At MDS, one of his placements was with multinational crop science company Syngenta, where he subsequently took up a full-time role. Today, Mr Piggott is a regional technical manager with particular responsibility for herbicide registration and re-registration in north-west Europe.
The job involves a mix of trial design and visits, along with gathering data from a wealth of field trials and tests to produce the packages needed for the registration authorities.
“It is too easy to become focused on the can and the label without taking into account the real world in which crop protection products are used day by day,” he says.
“However, when you undertake any BASIS training you find yourself working with farmers and agronomists whose experience of practical farming is invaluable.”
Mr Piggott has undertaken a considerable amount of BASIS training, starting in 2014 when he gained the BASIS certificate in crop protection and entered
the professional register.
Since then, with encouragement and support from Syngenta, Mr Piggott has gone on to take a range of further modules, including FACTS, the Plant Protection Award, the Soil and Water Management Certificate, BETA Conservation Management and Advanced Cereals.
This year he joined the group of those who have undertaken sufficient training to be awarded the BASIS diploma in agronomy – an accolade which has now been gained by more than 300 people in the industry.
“While my current role does not involve walking fields and making recommendations day after day, the knowledge I have built up over the past five years is invaluable.
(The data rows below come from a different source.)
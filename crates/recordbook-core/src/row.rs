//! Row and cell types

use crate::cell::CellValue;
use std::collections::BTreeMap;

/// Role of a row within a built sheet
#[derive(Debug, Clone, Copy, PartialEq, Eq, Hash, Default)]
pub enum RowKind {
    /// Caption row merged across every mapped column
    Title,
    /// Column display names
    Header,
    /// One input record
    Data,
    /// Row without a known role (e.g. read back from a package)
    #[default]
    Plain,
}

/// A cell: its value plus an index into the workbook's style table
#[derive(Debug, Clone, PartialEq, Default)]
pub struct Cell {
    pub value: CellValue,
    pub style: u32,
}

impl Cell {
    /// Create a cell
    pub fn new(value: CellValue, style: u32) -> Self {
        Self { value, style }
    }
}

/// A worksheet row
#[derive(Debug, Clone, PartialEq)]
pub struct Row {
    /// Row index (0-based)
    pub index: u32,
    pub kind: RowKind,
    /// Custom height in points (None = default)
    pub height: Option<f64>,
    cells: BTreeMap<u16, Cell>,
}

impl Row {
    /// Create an empty row
    pub fn new(index: u32, kind: RowKind) -> Self {
        Self {
            index,
            kind,
            height: None,
            cells: BTreeMap::new(),
        }
    }

    /// Get a cell by column index
    pub fn cell(&self, col: u16) -> Option<&Cell> {
        self.cells.get(&col)
    }

    /// Get a mutable cell by column index
    pub fn cell_mut(&mut self, col: u16) -> Option<&mut Cell> {
        self.cells.get_mut(&col)
    }

    /// Store a cell, replacing any previous one at that column
    pub fn set_cell(&mut self, col: u16, cell: Cell) {
        self.cells.insert(col, cell);
    }

    /// Iterate over cells in column order
    pub fn cells(&self) -> impl Iterator<Item = (u16, &Cell)> {
        self.cells.iter().map(|(&col, cell)| (col, cell))
    }

    /// Lowest and highest occupied column
    pub fn column_span(&self) -> Option<(u16, u16)> {
        let first = *self.cells.keys().next()?;
        let last = *self.cells.keys().next_back()?;
        Some((first, last))
    }

    /// Check if row has any cells
    pub fn is_empty(&self) -> bool {
        self.cells.is_empty()
    }

    /// Number of cells in the row
    pub fn cell_count(&self) -> usize {
        self.cells.len()
    }
}
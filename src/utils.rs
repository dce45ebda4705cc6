//! Small numeric helpers shared across stages.

use std::f64::consts::PI;

/// Clamp to [0, 1]. NaN maps to 0.
#[inline]
pub fn clamp_unit(value: f64) -> f64 {
    if value.is_nan() {
        0.0
    } else {
        value.clamp(0.0, 1.0)
    }
}

/// Exponential moving average: `alpha * observation + (1 - alpha) * previous`.
#[inline]
pub fn ema(previous: f64, observation: f64, alpha: f64) -> f64 {
    alpha * observation + (1.0 - alpha) * previous
}

/// Wrap an angle into (-pi, pi].
pub fn wrap_angle(angle: f64) -> f64 {
    let mut a = angle % (2.0 * PI);
    if a <= -PI {
        a += 2.0 * PI;
    } else if a > PI {
        a -= 2.0 * PI;
    }
    a
}

#[cfg(test)]
mod tests {
    use super::*;
    use approx::assert_relative_eq;

    #[test]
    fn test_clamp_unit() {
        assert_eq!(clamp_unit(1.5), 1.0);
        assert_eq!(clamp_unit(-0.1), 0.0);
        assert_eq!(clamp_unit(f64::NAN), 0.0);
        assert_eq!(clamp_unit(0.25), 0.25);
    }

    #[test]
    fn test_ema() {
        assert_relative_eq!(ema(0.0, 1.0, 0.7), 0.7);
        assert_relative_eq!(ema(1.0, 1.0, 0.3), 1.0);
    }

    #[test]
    fn test_wrap_angle() {
        assert_relative_eq!(wrap_angle(3.0 * PI / 2.0), -PI / 2.0, epsilon = 1e-12);
        assert_relative_eq!(wrap_angle(-3.0 * PI / 2.0), PI / 2.0, epsilon = 1e-12);
        assert_relative_eq!(wrap_angle(PI), PI, epsilon = 1e-12);
        assert_relative_eq!(wrap_angle(0.2), 0.2, epsilon = 1e-12);
    }
}
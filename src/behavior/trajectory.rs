//! Multi-scenario kinematic trajectory forecast.

use nalgebra::Vector3;
use serde::{Deserialize, Serialize};

use super::EgoState;
use crate::config::{BehaviorConfig, ScenarioBasis};
use crate::track::Track;

/// Forecast scenario.
#[derive(Debug, Clone, Copy, PartialEq, Eq, Hash, Serialize, Deserialize)]
#[serde(rename_all = "SCREAMING_SNAKE_CASE")]
pub enum Scenario {
    Optimistic,
    Nominal,
    Pessimistic,
}

impl Scenario {
    pub const ALL: [Scenario; 3] = [Scenario::Optimistic, Scenario::Nominal, Scenario::Pessimistic];

    /// Weight in the collision probability.
    pub fn weight(&self) -> f64 {
        match self {
            Scenario::Optimistic => 0.25,
            Scenario::Nominal => 0.5,
            Scenario::Pessimistic => 0.25,
        }
    }
}

#[derive(Debug, Clone, Copy, PartialEq, Serialize, Deserialize)]
pub struct TrajectoryPoint {
    /// Seconds from now.
    pub t: f64,
    pub position: Vector3<f64>,
    /// Positional uncertainty, growing with `t^2`.
    pub uncertainty: f64,
}

#[derive(Debug, Clone, PartialEq, Serialize, Deserialize)]
pub struct Trajectory {
    pub scenario: Scenario,
    /// Ordered by ascending `t`.
    pub points: Vec<TrajectoryPoint>,
}

/// The three scenario forecasts of one track.
#[derive(Debug, Clone, PartialEq, Serialize, Deserialize)]
pub struct ScenarioSet {
    /// Position at `t = 0`.
    pub origin: Vector3<f64>,
    pub optimistic: Trajectory,
    pub nominal: Trajectory,
    pub pessimistic: Trajectory,
}

impl ScenarioSet {
    pub fn get(&self, scenario: Scenario) -> &Trajectory {
        match scenario {
            Scenario::Optimistic => &self.optimistic,
            Scenario::Nominal => &self.nominal,
            Scenario::Pessimistic => &self.pessimistic,
        }
    }

    pub fn iter(&self) -> impl Iterator<Item = &Trajectory> {
        [&self.optimistic, &self.nominal, &self.pessimistic].into_iter()
    }
}

/// Constant-acceleration forecaster.
#[derive(Debug, Clone)]
pub struct TrajectoryPredictor {
    horizons: Vec<f64>,
    spread: f64,
    basis: ScenarioBasis,
}

impl TrajectoryPredictor {
    pub fn new(config: &BehaviorConfig) -> Self {
        Self {
            horizons: config.horizons.clone(),
            spread: config.scenario_spread,
            basis: config.scenario_basis,
        }
    }

    /// `p(t) = p0 + v0 t + a t^2 / 2` plus the perturbed scenarios.
    pub fn predict(&self, track: &Track, ego: &EgoState) -> ScenarioSet {
        let p0 = track.position;
        let v0 = track.velocity;
        let a = track.acceleration;

        let mut optimistic = Vec::with_capacity(self.horizons.len());
        let mut nominal = Vec::with_capacity(self.horizons.len());
        let mut pessimistic = Vec::with_capacity(self.horizons.len());

        for &t in &self.horizons {
            let position = p0 + v0 * t + a * (0.5 * t * t);
            let uncertainty = 0.1 * t * t;
            let point = |position| TrajectoryPoint {
                t,
                position,
                uncertainty,
            };

            let shrunk = self.perturb(p0, position, ego, 1.0 - self.spread);
            let stretched = self.perturb(p0, position, ego, 1.0 + self.spread);
            let (far, near) = by_separation(shrunk, stretched, &ego.position_at(t));

            nominal.push(point(position));
            optimistic.push(point(far));
            pessimistic.push(point(near));
        }

        ScenarioSet {
            origin: p0,
            optimistic: Trajectory {
                scenario: Scenario::Optimistic,
                points: optimistic,
            },
            nominal: Trajectory {
                scenario: Scenario::Nominal,
                points: nominal,
            },
            pessimistic: Trajectory {
                scenario: Scenario::Pessimistic,
                points: pessimistic,
            },
        }
    }

    /// Scale the horizontal part of a nominal forecast by `factor`.
    fn perturb(
        &self,
        origin: Vector3<f64>,
        nominal: Vector3<f64>,
        ego: &EgoState,
        factor: f64,
    ) -> Vector3<f64> {
        match self.basis {
            ScenarioBasis::Displacement => {
                let d = nominal - origin;
                Vector3::new(origin.x + d.x * factor, nominal.y, origin.z + d.z * factor)
            }
            ScenarioBasis::AbsolutePosition => {
                // Lateral distance scales with the factor, forward distance
                // against it, both measured from the vehicle.
                let rel = nominal - ego.position;
                let lateral = rel.dot(&ego.lateral_axis());
                let forward = rel.dot(&ego.rail_direction());
                let vertical = rel.y;
                ego.position
                    + ego.lateral_axis() * (lateral * factor)
                    + ego.rail_direction() * (forward * (2.0 - factor))
                    + Vector3::new(0.0, vertical, 0.0)
            }
        }
    }
}

/// Order two candidate positions as `(farther, nearer)` from the vehicle,
/// horizontally.
fn by_separation(a: Vector3<f64>, b: Vector3<f64>, vehicle: &Vector3<f64>) -> (Vector3<f64>, Vector3<f64>) {
    let separation = |p: &Vector3<f64>| {
        let d = p - vehicle;
        d.x * d.x + d.z * d.z
    };
    if separation(&a) >= separation(&b) {
        (a, b)
    } else {
        (b, a)
    }
}
//! Minimum-cost rectangular assignment.
//!
//! Shortest augmenting path formulation of the Hungarian algorithm with row
//! and column potentials, O(n^2 m) for an `n x m` problem with `n <= m`.
#![allow(clippy::needless_range_loop)]

use nalgebra::DMatrix;

/// Cost substituted for non-finite entries so the solver always terminates.
pub const UNASSIGNABLE: f64 = 1.0e9;

/// A matched (row, column) pair.
#[derive(Debug, Clone, Copy, PartialEq, Eq)]
pub struct Assignment {
    pub row_idx: usize,
    pub col_idx: usize,
}

/// Result of a linear sum assignment.
#[derive(Debug, Clone, Default)]
pub struct AssignmentResult {
    /// Pairs whose cost does not exceed `max_cost`
    pub assignments: Vec<Assignment>,
    /// Rows left without an accepted partner
    pub unmatched_rows: Vec<usize>,
    /// Columns left without an accepted partner
    pub unmatched_cols: Vec<usize>,
}

/// Solve the assignment problem for `cost` and keep pairs with cost `<= max_cost`.
///
/// The optimal assignment is computed over all pairs first; thresholding is
/// applied afterwards, so a rejected pair leaves both its row and column
/// unmatched.
pub fn linear_sum_assignment(cost: &DMatrix<f64>, max_cost: f64) -> AssignmentResult {
    let (n_rows, n_cols) = cost.shape();
    if n_rows == 0 || n_cols == 0 {
        return AssignmentResult {
            assignments: Vec::new(),
            unmatched_rows: (0..n_rows).collect(),
            unmatched_cols: (0..n_cols).collect(),
        };
    }

    let sanitized = cost.map(|c| if c.is_finite() { c } else { UNASSIGNABLE });

    // The solver requires rows <= cols; transpose and swap back otherwise.
    let pairs: Vec<(usize, usize)> = if n_rows <= n_cols {
        solve(&sanitized)
            .into_iter()
            .enumerate()
            .filter_map(|(r, c)| c.map(|c| (r, c)))
            .collect()
    } else {
        solve(&sanitized.transpose())
            .into_iter()
            .enumerate()
            .filter_map(|(c, r)| r.map(|r| (r, c)))
            .collect()
    };

    let mut matched_rows = vec![false; n_rows];
    let mut matched_cols = vec![false; n_cols];
    let mut assignments = Vec::with_capacity(pairs.len());
    for (row_idx, col_idx) in pairs {
        if cost[(row_idx, col_idx)] <= max_cost {
            matched_rows[row_idx] = true;
            matched_cols[col_idx] = true;
            assignments.push(Assignment { row_idx, col_idx });
        }
    }
    assignments.sort_by_key(|a| a.row_idx);

    AssignmentResult {
        assignments,
        unmatched_rows: (0..n_rows).filter(|&i| !matched_rows[i]).collect(),
        unmatched_cols: (0..n_cols).filter(|&j| !matched_cols[j]).collect(),
    }
}

/// Core solver. `cost` must be finite with `nrows <= ncols`.
///
/// Returns `result[row] = Some(col)`; every row is assigned.
fn solve(cost: &DMatrix<f64>) -> Vec<Option<usize>> {
    let (n, m) = cost.shape();

    // 1-based bookkeeping; index 0 is the virtual source.
    let mut u = vec![0.0; n + 1];
    let mut v = vec![0.0; m + 1];
    let mut owner = vec![0usize; m + 1];
    let mut way = vec![0usize; m + 1];

    for row in 1..=n {
        owner[0] = row;
        let mut j0 = 0;
        let mut min_slack = vec![f64::INFINITY; m + 1];
        let mut used = vec![false; m + 1];

        loop {
            used[j0] = true;
            let i0 = owner[j0];
            let mut delta = f64::INFINITY;
            let mut j1 = 0;

            for j in 1..=m {
                if used[j] {
                    continue;
                }
                let slack = cost[(i0 - 1, j - 1)] - u[i0] - v[j];
                if slack < min_slack[j] {
                    min_slack[j] = slack;
                    way[j] = j0;
                }
                if min_slack[j] < delta {
                    delta = min_slack[j];
                    j1 = j;
                }
            }

            for j in 0..=m {
                if used[j] {
                    u[owner[j]] += delta;
                    v[j] -= delta;
                } else {
                    min_slack[j] -= delta;
                }
            }

            j0 = j1;
            if owner[j0] == 0 {
                break;
            }
        }

        // Flip the augmenting path.
        loop {
            let j1 = way[j0];
            owner[j0] = owner[j1];
            j0 = j1;
            if j0 == 0 {
                break;
            }
        }
    }

    let mut result = vec![None; n];
    for j in 1..=m {
        if owner[j] != 0 {
            result[owner[j] - 1] = Some(j - 1);
        }
    }
    result
}
//! Fire-and-forget messages to external workers.

use crossbeam_channel::{bounded, Receiver, Sender, TrySendError};
use serde::{Deserialize, Serialize};
use tracing::debug;

use crate::detection::{Category, RepresentationRef};
use crate::track::TrackId;

/// Message for a worker outside the real-time path.
#[derive(Debug, Clone, PartialEq, Serialize, Deserialize)]
#[serde(tag = "type", rename_all = "SCREAMING_SNAKE_CASE")]
pub enum OutboundMessage {
    /// Build or refresh the 3D representation of a newly confirmed track.
    ReconstructionRequest {
        track_id: TrackId,
        category: Category,
        representation: RepresentationRef,
        tick: u64,
    },
}

/// Bounded queue that never blocks the producer.
///
/// A full queue drops the message. Consumers take a [`Receiver`] from
/// [`OutboundQueue::receiver`].
#[derive(Debug, Clone)]
pub struct OutboundQueue {
    sender: Sender<OutboundMessage>,
    receiver: Receiver<OutboundMessage>,
}

impl OutboundQueue {
    pub fn new(capacity: usize) -> Self {
        let (sender, receiver) = bounded(capacity.max(1));
        Self { sender, receiver }
    }

    /// Enqueue without blocking. Returns whether the message was accepted.
    pub fn publish(&self, message: OutboundMessage) -> bool {
        match self.sender.try_send(message) {
            Ok(()) => true,
            Err(TrySendError::Full(message)) => {
                debug!(?message, "outbound queue full, dropping message");
                false
            }
            Err(TrySendError::Disconnected(message)) => {
                debug!(?message, "outbound queue disconnected, dropping message");
                false
            }
        }
    }

    pub fn receiver(&self) -> Receiver<OutboundMessage> {
        self.receiver.clone()
    }

    /// Take every queued message.
    pub fn drain(&self) -> Vec<OutboundMessage> {
        self.receiver.try_iter().collect()
    }

    pub fn len(&self) -> usize {
        self.sender.len()
    }

    pub fn is_empty(&self) -> bool {
        self.sender.is_empty()
    }
}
In my current role it ensures I bring a practical view to how crop protection products are developed to fit the needs of farmers and sprayer operators,” says Mr Piggott.
And Mr Piggott’s thirst for knowledge continues. He is now set to undertake another module of training – the advanced quality of soils module – this autumn.
By adding this to his tally, Mr Piggott will gain one of the highest academic achievements BASIS offers – the Harper Adams graduate diploma in agronomy with environmental management.
To date, only 27 people have achieved this qualification.
“I am really looking forward to this course. I think a better understanding of soil and how to manage its health will become increasingly important to many aspects of farming,” says Mr Piggott.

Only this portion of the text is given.